- [Exercise goal]
Could you reproduce all of the following entries exactly?

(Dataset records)
>>>>

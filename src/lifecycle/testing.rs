//! Recording fakes for the serve-cycle collaborators.

use std::sync::{Arc, Mutex};
use std::time::Duration;

use axum::Router;

use crate::config::GatewayConfig;
use crate::http::server::ServeError;
use crate::lifecycle::serve::{Components, GatewayRouter};
use crate::lifecycle::shutdown::ShutdownSignal;
use crate::observability::MetricsEngine;
use crate::routing::RouterError;

#[derive(Debug, Clone, PartialEq, Eq)]
pub(crate) enum Call {
    Build,
    InitCache(String),
    Listen,
    RouterShutdown,
}

#[derive(Clone, Copy)]
pub(crate) enum ListenOutcome {
    UntilShutdown,
    Fail,
}

/// Shared, ordered log of collaborator calls.
#[derive(Clone, Default)]
pub(crate) struct CallLog(Arc<Mutex<Vec<Call>>>);

impl CallLog {
    fn push(&self, call: Call) {
        self.0.lock().unwrap().push(call);
    }

    pub(crate) fn snapshot(&self) -> Vec<Call> {
        self.0.lock().unwrap().clone()
    }
}

pub(crate) struct Recorder {
    pub(crate) log: CallLog,
    pub(crate) fail_build: bool,
    pub(crate) listen: ListenOutcome,
    pub(crate) drain_for: Duration,
}

impl Recorder {
    pub(crate) fn new() -> Self {
        Self {
            log: CallLog::default(),
            fail_build: false,
            listen: ListenOutcome::UntilShutdown,
            drain_for: Duration::ZERO,
        }
    }

    pub(crate) fn calls(&self) -> Vec<Call> {
        self.log.snapshot()
    }
}

pub(crate) struct FakeRouter {
    log: CallLog,
    drain_for: Duration,
}

impl GatewayRouter for FakeRouter {
    fn handler(&self) -> Router {
        Router::new()
    }

    fn metrics_engine(&self) -> MetricsEngine {
        MetricsEngine::new()
    }

    async fn shutdown(self) {
        tokio::time::sleep(self.drain_for).await;
        self.log.push(Call::RouterShutdown);
    }
}

impl Components for Recorder {
    type Router = FakeRouter;

    fn build_router(&self, _config: &GatewayConfig) -> Result<FakeRouter, RouterError> {
        self.log.push(Call::Build);
        if self.fail_build {
            return Err(RouterError::UnsupportedScheme {
                adapter: "broken".into(),
                scheme: "ftp".into(),
            });
        }
        Ok(FakeRouter {
            log: self.log.clone(),
            drain_for: self.drain_for,
        })
    }

    fn init_cache(&self, base_url: &str) {
        self.log.push(Call::InitCache(base_url.to_string()));
    }

    async fn listen(
        &self,
        _config: &GatewayConfig,
        _handler: Router,
        _admin: Router,
        _metrics: MetricsEngine,
        shutdown: ShutdownSignal,
    ) -> Result<(), ServeError> {
        self.log.push(Call::Listen);
        match self.listen {
            ListenOutcome::UntilShutdown => {
                shutdown.wait().await;
                Ok(())
            }
            ListenOutcome::Fail => Err(ServeError::Io(std::io::Error::other("accept failed"))),
        }
    }
}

<<<<

- [Expected answer]
filename src/lifecycle/testing.rs
//! Recording fakes for the serve-cycle collaborators.

use std::sync::{Arc, Mutex};
use std::time::Duration;

use axum::Router;

use crate::config::GatewayConfig;
use crate::http::server::ServeError;
use crate::lifecycle::serve::{Components, GatewayRouter};
use crate::lifecycle::shutdown::ShutdownSignal;
use crate::observability::MetricsEngine;
use crate::routing::RouterError;

#[derive(Debug, Clone, PartialEq, Eq)]
pub(crate) enum Call {
    Build,
    InitCache(String),
    Listen,
    RouterShutdown,
}

#[derive(Clone, Copy)]
pub(crate) enum ListenOutcome {
    UntilShutdown,
    Fail,
}

/// Shared, ordered log of collaborator calls.
#[derive(Clone, Default)]
pub(crate) struct CallLog(Arc<Mutex<Vec<Call>>>);

impl CallLog {
    fn push(&self, call: Call) {
        self.0.lock().unwrap().push(call);
    }

    pub(crate) fn snapshot(&self) -> Vec<Call> {
        self.0.lock().unwrap().clone()
    }
}

pub(crate) struct Recorder {
    pub(crate) log: CallLog,
    pub(crate) fail_build: bool,
    pub(crate) listen: ListenOutcome,
    pub(crate) drain_for: Duration,
}

impl Recorder {
    pub(crate) fn new() -> Self {
        Self {
            log: CallLog::default(),
            fail_build: false,
            listen: ListenOutcome::UntilShutdown,
            drain_for: Duration::ZERO,
        }
    }

    pub(crate) fn calls(&self) -> Vec<Call> {
        self.log.snapshot()
    }
}

pub(crate) struct FakeRouter {
    log: CallLog,
    drain_for: Duration,
}

impl GatewayRouter for FakeRouter {
    fn handler(&self) -> Router {
        Router::new()
    }

    fn metrics_engine(&self) -> MetricsEngine {
        MetricsEngine::new()
    }

    async fn shutdown(self) {
        tokio::time::sleep(self.drain_for).await;
        self.log.push(Call::RouterShutdown);
    }
}

impl Components for Recorder {
    type Router = FakeRouter;

    fn build_router(&self, _config: &GatewayConfig) -> Result<FakeRouter, RouterError> {
        self.log.push(Call::Build);
        if self.fail_build {
            return Err(RouterError::UnsupportedScheme {
                adapter: "broken".into(),
                scheme: "ftp".into(),
            });
        }
        Ok(FakeRouter {
            log: self.log.clone(),
            drain_for: self.drain_for,
        })
    }

    fn init_cache(&self, base_url: &str) {
        self.log.push(Call::InitCache(base_url.to_string()));
    }

    async fn listen(
        &self,
        _config: &GatewayConfig,
        _handler: Router,
        _admin: Router,
        _metrics: MetricsEngine,
        shutdown: ShutdownSignal,
    ) -> Result<(), ServeError> {
        self.log.push(Call::Listen);
        match self.listen {
            ListenOutcome::UntilShutdown => {
                shutdown.wait().await;
                Ok(())
            }
            ListenOutcome::Fail => Err(ServeError::Io(std::io::Error::other("accept failed"))),
        }
    }
}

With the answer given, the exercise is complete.